Coincé entre deux des meilleurs albums de Vangelis (Heaven and Hell (1975) et Spiral (1977)), Albedo 0.39 peut donner l'impression de faire figure de parent pauvre dans la discographie du compositeur grec. Son aspect foutraque joue d'abord en sa défaveur, avant de révéler, au fil des écoutes, l'étendue de la virtuosité de l'artiste.
Inspiré par les étoiles et notre place dans l'espace - l'albedo désigne le pouvoir réfléchissant d'une surface dans l'espace, le 0.39 étant précisément celui de la Terre -, ce nouvel album oscille entre des plages ambient ("Freefall", "Sword of Orion"), parfois un peu étranges ("Mare Tranquillitatis", "Albedo 0.39"), des morceaux plus structurés autour d'un thème principal, presque pensés pour devenir des singles ("Pulstar", "Alpha"), et des lâchages hirsutes qui partent dans tous les sens ("Main Sequence", "Nucleogenesis" part 1 & 2).
Passer sans transition d'un style à un autre peut donc déconcerter, surtout quand on se prend un mur de séquences et de percussions spasmodiques juste après quelques minutes planantes.
Par leur solidité et leur composition cadrée, "Pulstar" et "Alpha" émergent en enfants sages de cette drôle de famille, et marquent les esprits. Le premier, très vif, s'appuie sur sa basse ultra-rapide pour gifler l'oreille d'accords plaqués avec force, entre deux évolutions mélodiques balançant entre mineur et majeur. Le second joue la carte de la progression régulière, de l'épaississement au fil des répétitions du thème, jusqu'à la libération finale en apothéose.
Deux très beaux thèmes, souvent présents à raison sur les best of de Vangelis, car ils sont devenus des morceaux emblématiques de la capacité du compositeur à créer des mélodies frappantes.
Le reste mérite qu'on prenne le temps de se poser et de multiplier les écoutes, quitte à les fractionner pour en apprécier les nuances et les prises de risque. Vangelis pousse plus loin que dans Heaven and Hell les expérimentations rythmiques, notamment dans les trois morceaux longs et puissants de l'album.

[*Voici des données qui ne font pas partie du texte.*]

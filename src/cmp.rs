use std::cmp::Ordering;
use crate::BitVec4;

impl BitVec4 {

  /// Do the two vectors hold the same four-valued bits once zero extended.
  pub fn identical(&self, other: &BitVec4) -> bool {
    let n = self.words().max(other.words());
    (0 .. n).all(|i| self.word_or_zero(i) == other.word_or_zero(i))
  }

  /// Unsigned comparison of the zero extended values.
  /// `None` if either side has unknown bits.
  pub fn compare(&self, other: &BitVec4) -> Option<Ordering> {
    if self.has_unknown() || other.has_unknown() { return None }
    let n = self.words().max(other.words());
    for i in (0 .. n).rev() {
      let lhs = self.word_or_zero(i).a;
      let rhs = other.word_or_zero(i).a;
      if lhs != rhs { return Some(lhs.cmp(&rhs)) }
    }
    Some(Ordering::Equal)
  }

  /// `==`: `x` if either side has unknown bits.
  pub fn logic_eq(&self, other: &BitVec4) -> BitVec4 {
    match self.compare(other) {
      Some(o) => BitVec4::from(o == Ordering::Equal),
      None    => BitVec4::unknown(1)
    }
  }

  /// `!=`
  pub fn logic_ne(&self, other: &BitVec4) -> BitVec4 {
    self.logic_eq(other).logic_not()
  }

  /// `===`: exact match of `0`, `1`, `x`, `z`.  Never `x`.
  pub fn case_eq(&self, other: &BitVec4) -> BitVec4 {
    BitVec4::from(self.identical(other))
  }

  /// `!==`
  pub fn case_ne(&self, other: &BitVec4) -> BitVec4 {
    BitVec4::from(!self.identical(other))
  }

  fn relation(&self, other: &BitVec4, f: fn(Ordering) -> bool) -> BitVec4 {
    match self.compare(other) {
      Some(o) => BitVec4::from(f(o)),
      None    => BitVec4::unknown(1)
    }
  }

  /// `<`
  pub fn less(&self, other: &BitVec4) -> BitVec4 {
    self.relation(other, Ordering::is_lt)
  }

  /// `>`
  pub fn greater(&self, other: &BitVec4) -> BitVec4 {
    other.less(self)
  }

  /// `<=`
  pub fn less_eq(&self, other: &BitVec4) -> BitVec4 {
    self.greater(other).logic_not()
  }

  /// `>=`
  pub fn greater_eq(&self, other: &BitVec4) -> BitVec4 {
    self.less(other).logic_not()
  }
}


#[cfg(test)]
mod test {
  use crate::BitVec4;
  use crate::proptest::*;

  fn v(s: &str) -> BitVec4 { s.parse().unwrap() }

  #[test]
  fn equality() {
    assert_eq!(v("11").logic_eq(&v("xx")).to_string(), "x");
    assert_eq!(v("11").case_eq(&v("xx")).to_string(), "0");
    assert_eq!(v("xz").case_eq(&v("xz")).to_string(), "1");
    assert_eq!(v("x").case_eq(&v("z")).to_string(), "0");
    assert_eq!(v("0101").logic_eq(&v("101")).to_string(), "1");
    assert_eq!(v("0101").logic_ne(&v("101")).to_string(), "0");
    assert_eq!(v("1101").logic_ne(&v("101")).to_string(), "1");
    assert_eq!(v("1x").logic_ne(&v("10")).to_string(), "x");
    assert_eq!(v("00z").case_eq(&v("z")).to_string(), "1");
    assert_eq!(v("00z").case_ne(&v("x")).to_string(), "1");
  }

  #[test]
  fn relational() {
    let three = BitVec4::from(3_u8);
    let five  = v("101");
    assert_eq!(three.less(&five).to_string(), "1");
    assert_eq!(three.greater(&five).to_string(), "0");
    assert_eq!(five.less_eq(&five).to_string(), "1");
    assert_eq!(five.greater_eq(&three).to_string(), "1");
    assert_eq!(three.greater_eq(&five).to_string(), "0");
    assert_eq!(three.less(&v("1x")).to_string(), "x");
    assert_eq!(v("z").less_eq(&three).to_string(), "x");
  }

  #[test]
  fn reflexive() {
    do_test(unary, |x: BitVec4| {
      let logic = if x.has_unknown() { "x" } else { "1" };
      Some(x.case_eq(&x).to_string() == "1"
           && x.logic_eq(&x).to_string() == logic)
    })
  }

  #[test]
  fn case_results_are_known() {
    do_test(uneven, |(x, y): (BitVec4, BitVec4)| {
      let eq = x.case_eq(&y);
      let ne = x.case_ne(&y);
      Some(!eq.has_unknown() && !ne.has_unknown() && eq.to_bool() != ne.to_bool())
    })
  }

  #[test]
  fn matches_biguint() {
    do_test(known_uneven, |(x, y): (Known, Known)| {
      let (xr, a) = x.sem();
      let (yr, b) = y.sem();
      Some(xr.less(yr).to_bool() == (a < b)
           && xr.greater(yr).to_bool() == (a > b)
           && xr.less_eq(yr).to_bool() == (a <= b)
           && xr.greater_eq(yr).to_bool() == (a >= b)
           && xr.logic_eq(yr).to_bool() == (a == b))
    })
  }

  #[test]
  fn unknown_relations() {
    do_test(binary, |(x, y): (BitVec4, BitVec4)| {
      if !x.has_unknown() && !y.has_unknown() { return None }
      Some(x.less(&y).has_unknown() && x.greater_eq(&y).has_unknown())
    })
  }
}
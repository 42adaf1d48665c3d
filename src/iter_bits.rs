use std::marker::PhantomData;
use crate::BitVec4;
use crate::bit::Bit;
use crate::index::{IndexDir,FromLSB,FromMSB};
use crate::word::Word;

impl BitVec4 {

  /// Iterate over the bits.
  pub fn iter_bits<INDEX: IndexDir>(&self) -> TraverseBitsBorrowed<'_, INDEX> {
    TraverseBitsBorrowed { dir: PhantomData, vec: self, ix: 0 }
  }

  /// Iterate over the bits, starting at the most significant end.
  pub fn iter_bits_msb(&self) ->
    TraverseBitsBorrowed<'_, FromMSB> { self.iter_bits() }

  /// Iterate over the bits, starting at the least significant end.
  pub fn iter_bits_lsb(&self) ->
    TraverseBitsBorrowed<'_, FromLSB> { self.iter_bits() }

  /// Iterate over the bits.
  pub fn into_iter_bits<INDEX: IndexDir>(self) -> TraverseBitsOwned<INDEX> {
    TraverseBitsOwned { dir: PhantomData, vec: self, ix: 0 }
  }

  /// Iterate over the bits, starting at the most significant end.
  pub fn into_iter_bits_msb(self) -> TraverseBitsOwned<FromMSB>
    { self.into_iter_bits() }

  /// Iterate over the bits, starting at the least significant end.
  pub fn into_iter_bits_lsb(self) -> TraverseBitsOwned<FromLSB>
    { self.into_iter_bits() }
}

/// Traverse a borrowed vector as bits.
#[derive(Clone)]
pub struct TraverseBitsBorrowed<'a, INDEX: IndexDir> {
  dir: PhantomData<INDEX>,
  vec: &'a BitVec4,
  ix:  usize
}

impl<'a, INDEX: IndexDir> Iterator for TraverseBitsBorrowed<'a, INDEX> {
  type Item = Bit;
  fn next(&mut self) -> Option<Self::Item> {
    let b = self.vec.index::<INDEX>(self.ix)?;
    self.ix += 1;
    Some(b)
  }

  fn size_hint(&self) -> (usize, Option<usize>) {
    let n = self.vec.bits() - self.ix;
    (n, Some(n))
  }
}

impl<'a, INDEX: IndexDir> ExactSizeIterator for TraverseBitsBorrowed<'a, INDEX> {}


// -----------------------------------------------------------------------------


/// Traverse an owned vector as bits.
#[derive(Clone)]
pub struct TraverseBitsOwned<INDEX: IndexDir> {
  dir: PhantomData<INDEX>,
  vec: BitVec4,
  ix:  usize
}

impl<INDEX: IndexDir> Iterator for TraverseBitsOwned<INDEX> {
  type Item = Bit;
  fn next(&mut self) -> Option<Self::Item> {
    let b = self.vec.index::<INDEX>(self.ix)?;
    self.ix += 1;
    Some(b)
  }
}

/// Collect bits given least significant first.
/// An empty iterator gives the default value.
impl FromIterator<Bit> for BitVec4 {
  fn from_iter<I: IntoIterator<Item = Bit>>(iter: I) -> Self {
    let mut words = Vec::<Word>::new();
    let mut bits  = 0;
    for b in iter {
      if bits % Word::BITS == 0 { words.push(Word::ZERO) }
      if let Some(w) = words.last_mut() { w.set(bits % Word::BITS, b) }
      bits += 1;
    }
    BitVec4::from_words(bits, words)
  }
}
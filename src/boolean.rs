use crate::BitVec4;
use crate::bit::Bit;

fn from_truth(t: Option<bool>) -> BitVec4 {
  match t {
    Some(b) => BitVec4::from(b),
    None    => BitVec4::unknown(1)
  }
}

impl BitVec4 {

  /// Three-valued truth: `Some(true)` if any bit is 1, `Some(false)` if all
  /// bits are 0, and `None` for a mix of 0s and unknowns.
  pub fn truth(&self) -> Option<bool> {
    if self.as_slice().iter().any(|w| w.ones() != 0) { return Some(true) }
    if self.has_unknown() { None } else { Some(false) }
  }

  /// Host boolean: only a true value maps to `true`.
  pub fn to_bool(&self) -> bool { self.truth() == Some(true) }

  /// `&&`
  pub fn logic_and(&self, other: &BitVec4) -> BitVec4 {
    from_truth(match (self.truth(), other.truth()) {
      (Some(false), _) | (_, Some(false)) => Some(false),
      (Some(true), Some(true))            => Some(true),
      _                                   => None
    })
  }

  /// `||`
  pub fn logic_or(&self, other: &BitVec4) -> BitVec4 {
    from_truth(match (self.truth(), other.truth()) {
      (Some(true), _) | (_, Some(true)) => Some(true),
      (Some(false), Some(false))        => Some(false),
      _                                 => None
    })
  }

  /// `!`
  pub fn logic_not(&self) -> BitVec4 {
    from_truth(self.truth().map(|b| !b))
  }

  /// The truth value as a single bit.
  pub fn truth_bit(&self) -> Bit {
    match self.truth() {
      Some(b) => Bit::from(b),
      None    => Bit::X
    }
  }
}

impl From<&BitVec4> for bool {
  fn from(x: &BitVec4) -> bool { x.to_bool() }
}
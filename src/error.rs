use thiserror::Error;

/// Things that can go wrong when building or inspecting a `BitVec4`.
#[derive(Error, Debug, Clone, PartialEq, Eq)]
pub enum BitVecError {
  /// A character or bit code that is not one of `0`, `1`, `x`, `z`.
  #[error("invalid four-valued bit: {0}")]
  InvalidInput(String),

  /// A width that cannot be used for the requested operation.
  #[error("invalid size: {0}")]
  InvalidSize(i64),

  /// A part select or part write whose end is below its start.
  #[error("invalid range: [{end}:{start}]")]
  InvalidRange { end: i64, start: i64 },

  /// An arithmetic operation without a defined result (division by 0).
  #[error("invalid operation: {0}")]
  InvalidOperation(&'static str),

  /// A machine integer was requested from a value with `x` or `z` bits.
  #[error("vector contains unknown bits")]
  UnknownVector,
}

pub type Result<T> = std::result::Result<T, BitVecError>;

impl From<std::convert::Infallible> for BitVecError {
  fn from(x: std::convert::Infallible) -> Self { match x {} }
}
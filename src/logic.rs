use crate::BitVec4;
use crate::bit::Bit;
use crate::word::{Word, WordT};

// Operands are zero extended to the wider width.  Any `x` or `z` that
// does not get absorbed by a known 0 (and) or 1 (or) comes out as `x`.
macro_rules! do_logic_eval {
  ($trait:ident, $method:ident, $word_op:ident) => {
    impl std::ops::$trait<&BitVec4> for &BitVec4 {
      type Output = BitVec4;
      fn $method(self, rhs: &BitVec4) -> Self::Output {
        let bits = self.bits().max(rhs.bits());
        BitVec4::map_words(bits, |i| {
          self.word_or_zero(i).$word_op(rhs.word_or_zero(i))
        })
      }
    }
  };
}

do_logic_eval!(BitAnd, bitand, and);
do_logic_eval!(BitOr,  bitor,  or);
do_logic_eval!(BitXor, bitxor, xor);

forward_binop!(BitAnd, bitand);
forward_binop!(BitOr,  bitor);
forward_binop!(BitXor, bitxor);

forward_assign!(BitAndAssign, bitand_assign, BitAnd, bitand);
forward_assign!(BitOrAssign,  bitor_assign,  BitOr,  bitor);
forward_assign!(BitXorAssign, bitxor_assign, BitXor, bitxor);

impl std::ops::Not for &BitVec4 {
  type Output = BitVec4;
  fn not(self) -> Self::Output {
    let xs: Vec<Word> = self.as_slice().iter().map(|w| w.not()).collect();
    BitVec4::from_words(self.bits(), xs)
  }
}

impl std::ops::Not for BitVec4 {
  type Output = BitVec4;
  fn not(self) -> Self::Output { !&self }
}

impl BitVec4 {

  /// Words with the positions past the width cleared from `mask`.
  fn retained(&self, mask: fn(Word) -> WordT)
    -> impl Iterator<Item = WordT> + '_ {
    let last = self.words() - 1;
    let used = Word::low_mask(self.last_used_bits());
    self.as_slice().iter().enumerate().map(move |(i, &w)| {
      if i == last { mask(w) & used } else { mask(w) }
    })
  }

  /// `&` of all bits.
  pub fn reduce_and(&self) -> BitVec4 {
    let bit =
      if self.retained(Word::zeros).any(|m| m != 0) { Bit::Zero }
      else if self.has_unknown() { Bit::X }
      else { Bit::One };
    BitVec4::from(bit)
  }

  /// `|` of all bits.
  pub fn reduce_or(&self) -> BitVec4 {
    let bit =
      if self.retained(Word::ones).any(|m| m != 0) { Bit::One }
      else if self.has_unknown() { Bit::X }
      else { Bit::Zero };
    BitVec4::from(bit)
  }

  /// `^` of all bits.
  pub fn reduce_xor(&self) -> BitVec4 {
    if self.has_unknown() { return BitVec4::unknown(1) }
    let ones: u32 = self.as_slice().iter().map(|w| w.a.count_ones()).sum();
    BitVec4::from(ones % 2 == 1)
  }
}
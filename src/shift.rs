use crate::BitVec4;
use crate::word::Word;

/// How far to shift, once the amount has been looked at.
enum Amount {
  By(usize),
  /// Everything is shifted out.
  TooLarge,
  /// The amount has unknown bits.
  Unknown
}

impl Amount {
  fn of_signed(amt: i64) -> Amount {
    match usize::try_from(amt) {
      Ok(n)  => Amount::By(n),
      Err(_) => Amount::TooLarge
    }
  }

  fn of_vector(amt: &BitVec4) -> Amount {
    if amt.has_unknown() { return Amount::Unknown }
    // Only the value matters: a wide vector holding a small amount is fine.
    // Values that do not fit in 64 bits count as too large.
    match amt.to_index() {
      Some(n) => Amount::By(n),
      None    => Amount::TooLarge
    }
  }
}

impl BitVec4 {

  /// Shift towards the most significant end, filling with 0.
  pub fn shift_left(&self, amt: usize) -> BitVec4 {
    if amt >= self.bits() { return BitVec4::zero(self.bits()) }
    if amt == 0 { return self.clone() }
    BitVec4::map_words(self.bits(), |j| {
      self.window((j * Word::BITS) as i128 - amt as i128)
    })
  }

  /// Shift towards the least significant end, filling with 0.
  pub fn shift_right(&self, amt: usize) -> BitVec4 {
    if amt >= self.bits() { return BitVec4::zero(self.bits()) }
    if amt == 0 { return self.clone() }
    BitVec4::map_words(self.bits(), |j| {
      self.window((j * Word::BITS + amt) as i128)
    })
  }

  fn shift_by(&self, amt: Amount, left: bool) -> BitVec4 {
    match amt {
      Amount::By(n) if left => self.shift_left(n),
      Amount::By(n)         => self.shift_right(n),
      Amount::TooLarge      => BitVec4::zero(self.bits()),
      Amount::Unknown       => BitVec4::unknown(self.bits())
    }
  }
}

macro_rules! do_shift {
  ($trait:ident, $method:ident, $assign:ident, $assign_method:ident, $left:expr) => {
    impl std::ops::$trait<usize> for &BitVec4 {
      type Output = BitVec4;
      fn $method(self, amt: usize) -> BitVec4 {
        self.shift_by(Amount::By(amt), $left)
      }
    }

    /// Negative amounts shift everything out.
    impl std::ops::$trait<i64> for &BitVec4 {
      type Output = BitVec4;
      fn $method(self, amt: i64) -> BitVec4 {
        self.shift_by(Amount::of_signed(amt), $left)
      }
    }

    impl std::ops::$trait<&BitVec4> for &BitVec4 {
      type Output = BitVec4;
      fn $method(self, amt: &BitVec4) -> BitVec4 {
        self.shift_by(Amount::of_vector(amt), $left)
      }
    }

    impl std::ops::$trait<usize> for BitVec4 {
      type Output = BitVec4;
      fn $method(self, amt: usize) -> BitVec4 {
        std::ops::$trait::$method(&self, amt)
      }
    }

    impl std::ops::$trait<i64> for BitVec4 {
      type Output = BitVec4;
      fn $method(self, amt: i64) -> BitVec4 {
        std::ops::$trait::$method(&self, amt)
      }
    }

    impl std::ops::$trait<&BitVec4> for BitVec4 {
      type Output = BitVec4;
      fn $method(self, amt: &BitVec4) -> BitVec4 {
        std::ops::$trait::$method(&self, amt)
      }
    }

    impl std::ops::$assign<usize> for BitVec4 {
      fn $assign_method(&mut self, amt: usize) {
        *self = std::ops::$trait::$method(&*self, amt)
      }
    }
  };
}

do_shift!(Shl, shl, ShlAssign, shl_assign, true);
do_shift!(Shr, shr, ShrAssign, shr_assign, false);
use crate::BitVec4;
use crate::bit::Bit;
use crate::error::{BitVecError, Result};
use crate::word::{Word, WordT};

/// Specify from which side of a vector are we indexing.
#[derive(Clone,Copy)]
pub enum IndexFrom {
  /// Index from the least significant side of the vector.
  Lsb,

  /// Index from the most significant side of the vector.
  Msb
}

/// Direction for indexing.
pub trait IndexDir {
  const DIR: IndexFrom;
}

/// Index from the least significant side of the vector.
#[derive(Clone,Copy)]
pub struct FromLSB;

/// Index from the most significant side of the vector.
#[derive(Clone,Copy)]
pub struct FromMSB;

impl IndexDir for FromLSB { const DIR: IndexFrom = IndexFrom::Lsb; }
impl IndexDir for FromMSB { const DIR: IndexFrom = IndexFrom::Msb; }

/// Positions `k` of a word starting at `lo` with `0 <= lo + k < bits`.
fn in_range_mask(lo: i128, bits: i128) -> WordT {
  let wbits = Word::BITS as i128;
  let from  = (-lo).clamp(0, wbits) as usize;
  let to    = (bits - lo).clamp(0, wbits) as usize;
  if to <= from { 0 } else { Word::low_mask(to) & !Word::low_mask(from) }
}

impl BitVec4 {

  /// Extract a bit at the given index, if it is in range.
  pub fn index<INDEX: IndexDir>(&self, index: usize) -> Option<Bit> {
    if index >= self.bits() { return None }

    // Turn into LSB index
    let i = match INDEX::DIR {
              IndexFrom::Msb => self.bits() - index - 1,
              IndexFrom::Lsb => index
            };
    Some(self.as_slice()[i / Word::BITS].get(i % Word::BITS))
  }

  pub fn bit(&self, i: usize) -> Option<Bit> { self.index::<FromLSB>(i) }
  pub fn bit_msb(&self, i: usize) -> Option<Bit> { self.index::<FromMSB>(i) }

  /// Overwrite one bit.  Indexes past the end are ignored.
  pub fn set_bit_value(&mut self, i: usize, bit: Bit) {
    if i >= self.bits() { return }
    self.as_slice_mut()[i / Word::BITS].set(i % Word::BITS, bit);
    self.update_unknown();
  }

  /// The 32 bits starting at position `lo`.
  /// Positions outside the vector read as 0.
  pub(crate) fn window(&self, lo: i128) -> Word {
    let wbits = Word::BITS as i128;
    if lo <= -wbits { return Word::ZERO }
    if lo < 0 {
      let w  = self.word_or_zero(0);
      let sh = (-lo) as usize;
      return Word::new(w.a << sh, w.b << sh)
    }
    let lo = match usize::try_from(lo) {
               Ok(lo) => lo,
               Err(_) => return Word::ZERO
             };
    let q  = lo / Word::BITS;
    let r  = lo % Word::BITS;
    let w0 = self.word_or_zero(q);
    if r == 0 { return w0 }
    let w1    = self.word_or_zero(q + 1);
    let other = Word::BITS - r;
    Word::new(w0.a >> r | w1.a << other, w0.b >> r | w1.b << other)
  }

  /// Part select `[end:start]`.  The result has `end - start + 1` bits and
  /// positions that fall outside the vector are `x`.
  pub fn part_select(&self, end: i64, start: i64) -> Result<BitVec4> {
    if end < start { return Err(BitVecError::InvalidRange { end, start }) }
    // A width the address space cannot hold is reported as a bad range.
    let width = usize::try_from(end as i128 - start as i128 + 1)
                  .map_err(|_| BitVecError::InvalidRange { end, start })?;
    let bits  = self.bits() as i128;

    Ok(BitVec4::map_words(width, |j| {
      let lo    = start as i128 + (j * Word::BITS) as i128;
      let valid = in_range_mask(lo, bits);
      let w     = self.window(lo);
      Word::new(w.a & valid, (w.b & valid) | !valid)
    }))
  }

  /// A single bit as a 1 bit vector, `x` when out of range.
  pub fn bit_select(&self, index: i64) -> BitVec4 {
    match usize::try_from(index).ok().and_then(|i| self.bit(i)) {
      Some(b) => BitVec4::from(b),
      None    => BitVec4::default()
    }
  }

  /// Bit select with a vector index.
  /// Unknown or unusable indexes give `x`.
  pub fn bit_select_by(&self, index: &BitVec4) -> BitVec4 {
    match index.to_index().and_then(|i| self.bit(i)) {
      Some(b) => BitVec4::from(b),
      None    => BitVec4::default()
    }
  }

  fn write_range(&mut self, end: i128, start: i128, value: &BitVec4) {
    let bits = self.bits() as i128;
    let lo   = start.max(0);
    let hi   = end.min(bits - 1);
    if lo > hi { return }

    let first = (lo as usize) / Word::BITS;
    let last  = (hi as usize) / Word::BITS;
    let ws    = self.as_slice_mut();
    for j in first ..= last {
      let base = (j * Word::BITS) as i128;
      let mask = in_range_mask(base - lo, hi - lo + 1);
      let src  = value.window(base - start);
      let w    = &mut ws[j];
      w.a = (w.a & !mask) | (src.a & mask);
      w.b = (w.b & !mask) | (src.b & mask);
    }
    self.normalize();
  }

  /// Part write `[end:start]`.  `value` is zero extended or truncated to
  /// `end - start + 1` bits, positions outside the vector are dropped.
  pub fn part_write(&mut self, end: i64, start: i64, value: &BitVec4)
    -> Result<()> {
    if end < start { return Err(BitVecError::InvalidRange { end, start }) }
    self.write_range(end as i128, start as i128, value);
    Ok(())
  }

  /// Write the low bit of `value` at `index`, ignoring bad indexes.
  pub fn bit_write(&mut self, index: i64, value: &BitVec4) {
    self.write_range(index as i128, index as i128, value)
  }

  /// Bit write with a vector index.  Unknown indexes leave `self` unchanged.
  pub fn bit_write_by(&mut self, index: &BitVec4, value: &BitVec4) {
    if let Some(i) = index.to_index() {
      if i < self.bits() { self.write_range(i as i128, i as i128, value) }
    }
  }
}
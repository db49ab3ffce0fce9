// src/proximity/mod.rs
//
// Nearby-profile search: tiered geohash scans, then exact-distance ranking.

mod config;
mod fetcher;
mod ranker;

use log::info;
use std::time::Instant;

use crate::error::SearchError;
use crate::geo::Coordinate;
use crate::index::GeoIndex;
use crate::models::ProfileId;

pub use config::{
    SearchConfig, DEFAULT_EARLY_STOP_THRESHOLD, DEFAULT_RADIUS_TIERS_M, DEFAULT_SEARCH_DEADLINE,
};
pub use fetcher::{FetchOutcome, TieredCandidateFetcher};
pub use ranker::{CandidateRecord, DistanceFilterRanker};

/// Finds the profiles nearest to a point.
///
/// Holds no per-search state, so one instance can serve concurrent searches.
pub struct ProximitySearch<I> {
    fetcher: TieredCandidateFetcher<I>,
    ranker: DistanceFilterRanker,
}

impl<I: GeoIndex> ProximitySearch<I> {
    pub fn new(index: I, config: SearchConfig) -> Self {
        let ranker = DistanceFilterRanker::new(config.ceiling_m());
        Self {
            fetcher: TieredCandidateFetcher::new(index, config),
            ranker,
        }
    }

    pub fn config(&self) -> &SearchConfig {
        self.fetcher.config()
    }

    /// Ids of the profiles around `center`, nearest first, without `self_id`.
    ///
    /// Returns an empty list when nothing lies within the largest tier. Any
    /// failed scan fails the whole search; nothing partial is returned.
    pub async fn find_nearby(
        &self,
        center: &Coordinate,
        self_id: &ProfileId,
    ) -> Result<Vec<ProfileId>, SearchError> {
        let ranked = self.find_nearby_ranked(center, self_id).await?;
        Ok(ranked.into_iter().map(|record| record.profile_id).collect())
    }

    /// Like [`find_nearby`](Self::find_nearby), keeping the distance of each hit.
    pub async fn find_nearby_ranked(
        &self,
        center: &Coordinate,
        self_id: &ProfileId,
    ) -> Result<Vec<CandidateRecord>, SearchError> {
        let start = Instant::now();
        let outcome = self.fetcher.fetch(center).await?;
        let raw_count = outcome.documents.len();
        let ranked = self.ranker.rank_records(outcome.documents, center, self_id);

        info!(
            "Nearby search for {} finished in {:.2?}: {} ranked from {} raw hits (stopped at {}m after {} tiers, {} scans)",
            self_id,
            start.elapsed(),
            ranked.len(),
            raw_count,
            outcome.radius_m,
            outcome.tiers_scanned,
            outcome.scans_issued
        );
        Ok(ranked)
    }
}
// src/notifications/reminders.rs

use anyhow::{Context, Result};
use futures::{stream, StreamExt};
use log::{error, info};
use std::sync::Arc;

use super::{deliver_and_prune, PushNotification, PushSender};
use crate::profiles::{percent_complete, Profile, ProfileStore};

const CONCURRENT_REMINDERS: usize = 8;

#[derive(Debug, Default, Clone, PartialEq, Eq)]
pub struct ReminderStats {
    pub scanned: usize,
    pub incomplete: usize,
    pub notified: usize,
    pub failed: usize,
}

/// Reminds every owner of an incomplete profile to finish it.
pub struct ProfileReminder {
    profiles: Arc<dyn ProfileStore>,
    sender: Arc<dyn PushSender>,
}

impl ProfileReminder {
    pub fn new(profiles: Arc<dyn ProfileStore>, sender: Arc<dyn PushSender>) -> Self {
        Self { profiles, sender }
    }

    pub fn build_notification(percent: u32) -> PushNotification {
        PushNotification::new(
            "Complete your Pairent profile!",
            format!(
                "Your profile is {}% complete. Show yourself off by completing your profile!",
                percent
            ),
        )
        .with_data("percentComplete", percent.to_string())
        .with_data("navigateTo", "profile")
    }

    pub async fn run(&self) -> Result<ReminderStats> {
        info!("Running incomplete-profile reminders");
        let profiles = self
            .profiles
            .list_profiles()
            .await
            .context("Failed to list profiles")?;

        let mut stats = ReminderStats {
            scanned: profiles.len(),
            ..Default::default()
        };
        let incomplete: Vec<(Profile, u32)> = profiles
            .into_iter()
            .map(|p| {
                let percent = percent_complete(&p);
                (p, percent)
            })
            .filter(|(_, percent)| *percent < 100)
            .collect();
        stats.incomplete = incomplete.len();

        let outcomes: Vec<Result<usize>> = stream::iter(incomplete)
            .map(|(profile, percent)| async move {
                let notification = Self::build_notification(percent);
                deliver_and_prune(
                    self.sender.as_ref(),
                    self.profiles.as_ref(),
                    &profile.id,
                    &profile.fcm_tokens,
                    &notification,
                )
                .await
            })
            .buffer_unordered(CONCURRENT_REMINDERS)
            .collect()
            .await;

        for outcome in outcomes {
            match outcome {
                Ok(delivered) if delivered > 0 => stats.notified += 1,
                Ok(_) => {}
                Err(e) => {
                    error!("Reminder failed: {:?}", e);
                    stats.failed += 1;
                }
            }
        }

        info!(
            "Reminders done: {} scanned, {} incomplete, {} notified, {} failed",
            stats.scanned, stats.incomplete, stats.notified, stats.failed
        );
        Ok(stats)
    }
}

La batterie accentue sa présence, rarement sage et linéaire, et s'impose en élément perturbateur pour répondre violemment aux sonorités électroniques omniprésentes.
Des grands albums de la décennie 70, Albedo 0.39 est sans doute le plus difficile d'accès, le moins évident à aborder en tout cas. Mais il démontre l'envie de Vangelis de varier ses inspirations et ses compositions, de renouveler son style en permanence, et de tenter des choses neuves. Son oeuvre est alors en plein chantier, et le compositeur se fait visiblement un plaisir de tester tous les matériaux disponibles. Loin, très loin des stéréotypes néo-classiques qu'il va imposer dans les années 90... mais ceci est une autre histoire.